(Saved data entries)
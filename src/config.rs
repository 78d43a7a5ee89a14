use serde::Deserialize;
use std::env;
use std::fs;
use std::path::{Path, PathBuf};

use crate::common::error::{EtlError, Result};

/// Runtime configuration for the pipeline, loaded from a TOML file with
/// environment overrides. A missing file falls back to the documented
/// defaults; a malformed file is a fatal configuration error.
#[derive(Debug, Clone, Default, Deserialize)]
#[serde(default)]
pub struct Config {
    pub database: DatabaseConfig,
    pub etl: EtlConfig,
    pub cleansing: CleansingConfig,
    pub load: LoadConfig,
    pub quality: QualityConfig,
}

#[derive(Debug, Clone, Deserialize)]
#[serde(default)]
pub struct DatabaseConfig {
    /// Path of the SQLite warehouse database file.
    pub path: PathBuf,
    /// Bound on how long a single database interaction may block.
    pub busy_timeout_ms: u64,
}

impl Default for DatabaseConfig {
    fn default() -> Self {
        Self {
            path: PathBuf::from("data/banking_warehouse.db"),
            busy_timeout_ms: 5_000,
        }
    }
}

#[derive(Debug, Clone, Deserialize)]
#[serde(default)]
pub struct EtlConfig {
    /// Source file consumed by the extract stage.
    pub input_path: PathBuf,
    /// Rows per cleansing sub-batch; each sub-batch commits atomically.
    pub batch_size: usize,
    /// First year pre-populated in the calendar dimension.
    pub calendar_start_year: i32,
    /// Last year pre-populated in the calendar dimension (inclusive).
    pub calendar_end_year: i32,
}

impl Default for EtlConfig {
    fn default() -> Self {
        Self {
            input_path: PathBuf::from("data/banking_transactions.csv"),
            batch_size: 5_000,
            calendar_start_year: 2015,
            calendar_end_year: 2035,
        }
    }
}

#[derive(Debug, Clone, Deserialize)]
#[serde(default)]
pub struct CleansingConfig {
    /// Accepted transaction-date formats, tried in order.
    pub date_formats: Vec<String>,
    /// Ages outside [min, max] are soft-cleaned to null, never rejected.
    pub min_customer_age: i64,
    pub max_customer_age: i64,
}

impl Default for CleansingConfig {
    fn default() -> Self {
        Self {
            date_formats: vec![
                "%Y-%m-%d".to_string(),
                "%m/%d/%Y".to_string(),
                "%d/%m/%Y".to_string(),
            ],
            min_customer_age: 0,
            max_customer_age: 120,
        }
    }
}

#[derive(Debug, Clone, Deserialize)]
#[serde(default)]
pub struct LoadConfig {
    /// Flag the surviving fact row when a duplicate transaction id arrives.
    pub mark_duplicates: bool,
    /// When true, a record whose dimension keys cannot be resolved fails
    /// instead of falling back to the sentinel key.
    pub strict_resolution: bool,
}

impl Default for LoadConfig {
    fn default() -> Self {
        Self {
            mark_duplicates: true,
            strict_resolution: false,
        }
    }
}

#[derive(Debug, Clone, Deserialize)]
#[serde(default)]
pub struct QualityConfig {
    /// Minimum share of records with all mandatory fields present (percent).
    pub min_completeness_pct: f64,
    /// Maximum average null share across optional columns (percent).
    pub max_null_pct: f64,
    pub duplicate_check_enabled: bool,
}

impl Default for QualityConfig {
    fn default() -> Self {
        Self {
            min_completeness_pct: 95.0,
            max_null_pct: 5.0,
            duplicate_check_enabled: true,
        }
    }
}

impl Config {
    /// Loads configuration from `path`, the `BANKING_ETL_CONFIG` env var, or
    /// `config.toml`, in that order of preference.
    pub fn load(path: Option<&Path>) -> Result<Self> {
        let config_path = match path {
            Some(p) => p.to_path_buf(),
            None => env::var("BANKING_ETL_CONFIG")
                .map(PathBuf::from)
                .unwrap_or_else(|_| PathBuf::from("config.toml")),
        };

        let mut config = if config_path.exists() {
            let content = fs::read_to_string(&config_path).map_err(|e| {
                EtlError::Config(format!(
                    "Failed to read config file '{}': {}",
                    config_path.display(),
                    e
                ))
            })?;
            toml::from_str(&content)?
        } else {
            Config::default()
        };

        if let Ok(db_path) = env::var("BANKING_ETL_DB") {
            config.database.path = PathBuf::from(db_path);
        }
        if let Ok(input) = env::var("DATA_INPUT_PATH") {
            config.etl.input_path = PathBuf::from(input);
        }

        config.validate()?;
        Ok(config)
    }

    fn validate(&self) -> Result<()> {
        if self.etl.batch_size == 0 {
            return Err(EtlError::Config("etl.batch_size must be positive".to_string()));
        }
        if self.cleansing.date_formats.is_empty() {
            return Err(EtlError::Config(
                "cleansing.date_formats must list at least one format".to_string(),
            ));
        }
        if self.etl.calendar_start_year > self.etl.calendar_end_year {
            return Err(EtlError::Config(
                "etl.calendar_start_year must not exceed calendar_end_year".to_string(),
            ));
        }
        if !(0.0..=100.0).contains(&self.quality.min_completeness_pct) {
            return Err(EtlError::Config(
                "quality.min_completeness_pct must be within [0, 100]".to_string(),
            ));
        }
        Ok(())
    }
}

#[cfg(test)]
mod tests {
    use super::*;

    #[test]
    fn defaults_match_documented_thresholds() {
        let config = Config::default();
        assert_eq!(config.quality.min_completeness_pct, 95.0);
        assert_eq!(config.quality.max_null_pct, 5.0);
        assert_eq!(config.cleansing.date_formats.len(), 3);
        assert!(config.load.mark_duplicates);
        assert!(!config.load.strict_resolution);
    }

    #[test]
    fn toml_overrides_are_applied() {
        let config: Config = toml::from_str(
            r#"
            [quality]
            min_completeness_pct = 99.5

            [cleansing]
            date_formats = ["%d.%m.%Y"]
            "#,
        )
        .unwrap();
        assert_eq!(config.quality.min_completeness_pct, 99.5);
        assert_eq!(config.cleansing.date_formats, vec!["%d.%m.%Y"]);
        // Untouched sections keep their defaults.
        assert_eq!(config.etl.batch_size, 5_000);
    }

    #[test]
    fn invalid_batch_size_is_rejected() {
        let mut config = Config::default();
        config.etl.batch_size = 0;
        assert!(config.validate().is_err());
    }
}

--

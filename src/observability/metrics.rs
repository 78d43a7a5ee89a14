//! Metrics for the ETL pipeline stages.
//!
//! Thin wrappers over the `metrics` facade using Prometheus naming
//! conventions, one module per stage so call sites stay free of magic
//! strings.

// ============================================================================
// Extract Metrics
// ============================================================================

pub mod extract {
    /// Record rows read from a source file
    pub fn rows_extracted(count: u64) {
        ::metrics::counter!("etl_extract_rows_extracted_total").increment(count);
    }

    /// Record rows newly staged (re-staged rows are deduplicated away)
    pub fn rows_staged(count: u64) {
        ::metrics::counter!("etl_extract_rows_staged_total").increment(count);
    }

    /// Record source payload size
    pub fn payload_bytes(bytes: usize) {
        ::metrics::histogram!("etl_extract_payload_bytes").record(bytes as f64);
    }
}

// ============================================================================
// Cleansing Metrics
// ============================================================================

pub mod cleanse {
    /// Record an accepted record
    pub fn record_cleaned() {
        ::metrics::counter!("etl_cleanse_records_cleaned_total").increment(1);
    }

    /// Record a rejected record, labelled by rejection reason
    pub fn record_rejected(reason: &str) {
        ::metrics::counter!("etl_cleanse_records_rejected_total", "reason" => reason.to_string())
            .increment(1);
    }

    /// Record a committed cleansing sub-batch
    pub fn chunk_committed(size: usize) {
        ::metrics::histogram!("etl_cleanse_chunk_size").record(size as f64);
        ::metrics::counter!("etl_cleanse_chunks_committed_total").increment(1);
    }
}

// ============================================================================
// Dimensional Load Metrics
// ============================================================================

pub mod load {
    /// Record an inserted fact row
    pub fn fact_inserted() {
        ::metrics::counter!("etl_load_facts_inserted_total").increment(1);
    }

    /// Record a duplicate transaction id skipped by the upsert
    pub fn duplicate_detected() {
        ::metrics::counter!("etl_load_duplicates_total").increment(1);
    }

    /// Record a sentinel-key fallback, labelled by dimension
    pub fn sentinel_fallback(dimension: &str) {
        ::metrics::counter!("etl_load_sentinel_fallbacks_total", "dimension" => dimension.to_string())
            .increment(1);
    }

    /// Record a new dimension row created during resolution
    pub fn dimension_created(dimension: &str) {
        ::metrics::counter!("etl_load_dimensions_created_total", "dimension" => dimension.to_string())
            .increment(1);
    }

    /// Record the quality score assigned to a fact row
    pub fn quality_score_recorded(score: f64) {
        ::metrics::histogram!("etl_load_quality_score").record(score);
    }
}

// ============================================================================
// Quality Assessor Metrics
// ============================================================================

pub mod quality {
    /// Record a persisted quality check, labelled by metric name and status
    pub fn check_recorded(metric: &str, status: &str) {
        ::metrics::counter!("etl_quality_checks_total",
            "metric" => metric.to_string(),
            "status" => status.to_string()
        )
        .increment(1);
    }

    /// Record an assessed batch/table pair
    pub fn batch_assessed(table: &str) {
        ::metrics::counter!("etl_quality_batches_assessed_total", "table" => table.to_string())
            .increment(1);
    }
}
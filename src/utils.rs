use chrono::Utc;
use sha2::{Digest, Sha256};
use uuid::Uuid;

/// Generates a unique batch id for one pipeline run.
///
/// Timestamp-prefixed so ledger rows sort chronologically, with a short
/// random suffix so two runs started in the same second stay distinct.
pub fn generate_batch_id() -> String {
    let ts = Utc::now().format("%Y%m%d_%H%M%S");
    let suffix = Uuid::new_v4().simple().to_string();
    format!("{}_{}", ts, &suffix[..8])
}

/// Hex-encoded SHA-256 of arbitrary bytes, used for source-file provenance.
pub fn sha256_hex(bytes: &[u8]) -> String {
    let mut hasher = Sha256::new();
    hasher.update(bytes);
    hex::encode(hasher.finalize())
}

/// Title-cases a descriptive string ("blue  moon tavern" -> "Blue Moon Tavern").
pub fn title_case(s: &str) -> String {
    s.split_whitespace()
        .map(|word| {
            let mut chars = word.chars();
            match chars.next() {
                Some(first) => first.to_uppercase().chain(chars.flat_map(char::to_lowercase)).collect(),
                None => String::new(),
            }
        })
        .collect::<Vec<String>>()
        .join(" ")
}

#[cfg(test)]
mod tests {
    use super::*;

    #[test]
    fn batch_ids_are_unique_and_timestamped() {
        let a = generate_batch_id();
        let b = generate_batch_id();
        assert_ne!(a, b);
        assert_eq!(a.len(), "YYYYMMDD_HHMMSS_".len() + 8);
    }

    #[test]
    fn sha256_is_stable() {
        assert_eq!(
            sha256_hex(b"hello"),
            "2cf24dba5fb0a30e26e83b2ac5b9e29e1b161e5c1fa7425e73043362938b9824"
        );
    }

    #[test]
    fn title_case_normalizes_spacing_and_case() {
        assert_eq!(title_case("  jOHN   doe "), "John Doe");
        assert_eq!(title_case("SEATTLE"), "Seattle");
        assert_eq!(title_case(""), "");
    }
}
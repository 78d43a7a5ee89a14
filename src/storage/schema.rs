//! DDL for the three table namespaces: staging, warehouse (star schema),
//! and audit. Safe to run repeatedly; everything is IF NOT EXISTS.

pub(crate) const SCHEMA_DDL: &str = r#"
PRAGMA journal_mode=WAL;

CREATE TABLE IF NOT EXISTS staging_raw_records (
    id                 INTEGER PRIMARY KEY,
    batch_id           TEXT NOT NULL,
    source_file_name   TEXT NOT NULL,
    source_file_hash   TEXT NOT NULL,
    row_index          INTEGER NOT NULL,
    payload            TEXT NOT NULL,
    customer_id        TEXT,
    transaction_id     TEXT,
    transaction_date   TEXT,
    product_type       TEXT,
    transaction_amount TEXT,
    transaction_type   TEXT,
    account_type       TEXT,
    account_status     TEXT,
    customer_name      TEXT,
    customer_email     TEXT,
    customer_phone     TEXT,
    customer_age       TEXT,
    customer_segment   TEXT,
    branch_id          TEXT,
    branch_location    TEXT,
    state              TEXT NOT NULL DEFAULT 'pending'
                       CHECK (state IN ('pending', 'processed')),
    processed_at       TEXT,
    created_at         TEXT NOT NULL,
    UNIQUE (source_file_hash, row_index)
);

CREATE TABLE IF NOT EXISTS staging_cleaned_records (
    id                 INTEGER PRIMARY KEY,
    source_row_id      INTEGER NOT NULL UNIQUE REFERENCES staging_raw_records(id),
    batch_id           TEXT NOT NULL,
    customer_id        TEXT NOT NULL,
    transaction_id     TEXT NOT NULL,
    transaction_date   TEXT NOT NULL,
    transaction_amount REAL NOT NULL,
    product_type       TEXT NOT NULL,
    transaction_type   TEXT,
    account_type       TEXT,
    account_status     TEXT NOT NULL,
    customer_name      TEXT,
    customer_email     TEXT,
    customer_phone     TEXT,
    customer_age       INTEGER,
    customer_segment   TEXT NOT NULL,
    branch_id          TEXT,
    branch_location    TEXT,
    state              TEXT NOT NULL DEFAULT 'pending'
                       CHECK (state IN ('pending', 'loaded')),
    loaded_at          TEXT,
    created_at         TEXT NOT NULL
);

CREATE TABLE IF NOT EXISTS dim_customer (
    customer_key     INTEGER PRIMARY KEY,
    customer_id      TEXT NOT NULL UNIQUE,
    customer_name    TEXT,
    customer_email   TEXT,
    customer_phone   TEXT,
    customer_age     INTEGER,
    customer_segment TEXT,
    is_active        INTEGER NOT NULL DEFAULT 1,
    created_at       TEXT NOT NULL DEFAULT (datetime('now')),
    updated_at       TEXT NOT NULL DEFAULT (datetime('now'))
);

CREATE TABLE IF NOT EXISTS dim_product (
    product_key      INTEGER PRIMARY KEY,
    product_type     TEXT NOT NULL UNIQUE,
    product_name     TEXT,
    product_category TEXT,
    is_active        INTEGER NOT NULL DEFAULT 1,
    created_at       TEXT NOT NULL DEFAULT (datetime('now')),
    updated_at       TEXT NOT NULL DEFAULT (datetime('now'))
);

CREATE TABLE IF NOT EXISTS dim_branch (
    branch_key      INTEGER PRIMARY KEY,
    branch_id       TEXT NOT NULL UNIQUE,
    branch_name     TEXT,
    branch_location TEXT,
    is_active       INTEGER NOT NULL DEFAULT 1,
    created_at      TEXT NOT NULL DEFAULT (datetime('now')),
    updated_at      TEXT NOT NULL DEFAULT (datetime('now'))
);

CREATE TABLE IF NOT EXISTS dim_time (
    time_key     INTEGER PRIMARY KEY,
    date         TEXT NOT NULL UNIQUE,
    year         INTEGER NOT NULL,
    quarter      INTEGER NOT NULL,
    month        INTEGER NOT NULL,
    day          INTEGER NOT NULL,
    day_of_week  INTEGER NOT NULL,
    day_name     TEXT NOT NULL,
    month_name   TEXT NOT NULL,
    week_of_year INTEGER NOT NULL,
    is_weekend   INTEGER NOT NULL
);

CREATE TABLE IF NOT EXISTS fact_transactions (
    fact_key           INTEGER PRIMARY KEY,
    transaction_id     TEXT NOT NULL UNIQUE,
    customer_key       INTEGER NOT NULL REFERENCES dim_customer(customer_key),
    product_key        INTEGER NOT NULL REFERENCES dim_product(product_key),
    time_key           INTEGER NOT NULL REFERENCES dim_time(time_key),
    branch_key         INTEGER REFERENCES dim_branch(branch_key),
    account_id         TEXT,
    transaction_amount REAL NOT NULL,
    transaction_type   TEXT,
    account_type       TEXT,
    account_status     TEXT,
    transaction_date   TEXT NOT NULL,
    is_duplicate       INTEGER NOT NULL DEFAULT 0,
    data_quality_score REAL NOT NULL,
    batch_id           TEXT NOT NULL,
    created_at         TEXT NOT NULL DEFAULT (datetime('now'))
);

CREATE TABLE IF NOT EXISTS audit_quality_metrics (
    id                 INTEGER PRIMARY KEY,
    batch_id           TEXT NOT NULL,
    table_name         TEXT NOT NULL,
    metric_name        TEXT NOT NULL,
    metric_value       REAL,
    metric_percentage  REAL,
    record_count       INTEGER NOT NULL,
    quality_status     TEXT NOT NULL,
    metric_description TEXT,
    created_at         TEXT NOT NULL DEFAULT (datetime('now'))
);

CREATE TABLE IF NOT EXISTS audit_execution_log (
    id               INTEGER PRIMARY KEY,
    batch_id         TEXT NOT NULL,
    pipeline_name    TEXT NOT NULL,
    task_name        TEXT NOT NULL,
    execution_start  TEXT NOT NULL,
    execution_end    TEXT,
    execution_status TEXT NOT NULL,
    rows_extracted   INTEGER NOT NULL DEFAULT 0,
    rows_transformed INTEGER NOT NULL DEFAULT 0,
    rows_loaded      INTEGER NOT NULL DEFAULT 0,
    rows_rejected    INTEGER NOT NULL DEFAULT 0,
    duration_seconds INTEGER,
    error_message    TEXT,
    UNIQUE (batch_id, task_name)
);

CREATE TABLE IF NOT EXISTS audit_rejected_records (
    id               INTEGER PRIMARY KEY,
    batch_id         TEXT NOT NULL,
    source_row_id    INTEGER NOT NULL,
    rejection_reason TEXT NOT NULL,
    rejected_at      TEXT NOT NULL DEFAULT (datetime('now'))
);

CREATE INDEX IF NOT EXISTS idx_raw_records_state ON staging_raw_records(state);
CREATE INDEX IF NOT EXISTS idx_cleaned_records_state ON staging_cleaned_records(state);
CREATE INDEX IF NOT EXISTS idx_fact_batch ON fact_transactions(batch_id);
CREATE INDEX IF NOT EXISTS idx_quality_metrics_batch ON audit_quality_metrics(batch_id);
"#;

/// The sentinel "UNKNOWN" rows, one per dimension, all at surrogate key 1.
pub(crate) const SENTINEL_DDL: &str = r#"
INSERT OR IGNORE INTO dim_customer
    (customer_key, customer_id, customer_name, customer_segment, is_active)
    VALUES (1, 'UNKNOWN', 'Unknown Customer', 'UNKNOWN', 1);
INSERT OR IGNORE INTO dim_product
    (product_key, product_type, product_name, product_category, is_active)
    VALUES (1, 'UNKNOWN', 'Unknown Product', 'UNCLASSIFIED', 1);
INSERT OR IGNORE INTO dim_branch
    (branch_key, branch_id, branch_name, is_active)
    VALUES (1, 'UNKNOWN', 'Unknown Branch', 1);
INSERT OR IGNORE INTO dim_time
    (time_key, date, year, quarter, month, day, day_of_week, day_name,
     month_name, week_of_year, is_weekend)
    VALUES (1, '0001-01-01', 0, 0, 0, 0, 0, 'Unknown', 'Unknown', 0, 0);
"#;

- WORK INSTRUCTIONS
Retype exactly the lines of the data above that fall between the line with "use uuid::Uuid;" and the line with "assert_ne!(a, b);", inclusive, and add nothing.

- COMPLETED TASK
use uuid::Uuid;

/// Generates a unique batch id for one pipeline run.
///
/// Timestamp-prefixed so ledger rows sort chronologically, with a short
/// random suffix so two runs started in the same second stay distinct.
pub fn generate_batch_id() -> String {
    let ts = Utc::now().format("%Y%m%d_%H%M%S");
    let suffix = Uuid::new_v4().simple().to_string();
    format!("{}_{}", ts, &suffix[..8])
}

/// Hex-encoded SHA-256 of arbitrary bytes, used for source-file provenance.
pub fn sha256_hex(bytes: &[u8]) -> String {
    let mut hasher = Sha256::new();
    hasher.update(bytes);
    hex::encode(hasher.finalize())
}

/// Title-cases a descriptive string ("blue  moon tavern" -> "Blue Moon Tavern").
pub fn title_case(s: &str) -> String {
    s.split_whitespace()
        .map(|word| {
            let mut chars = word.chars();
            match chars.next() {
                Some(first) => first.to_uppercase().chain(chars.flat_map(char::to_lowercase)).collect(),
                None => String::new(),
            }
        })
        .collect::<Vec<String>>()
        .join(" ")
}

#[cfg(test)]
mod tests {
    use super::*;

    #[test]
    fn batch_ids_are_unique_and_timestamped() {
        let a = generate_batch_id();
        let b = generate_batch_id();
        assert_ne!(a, b);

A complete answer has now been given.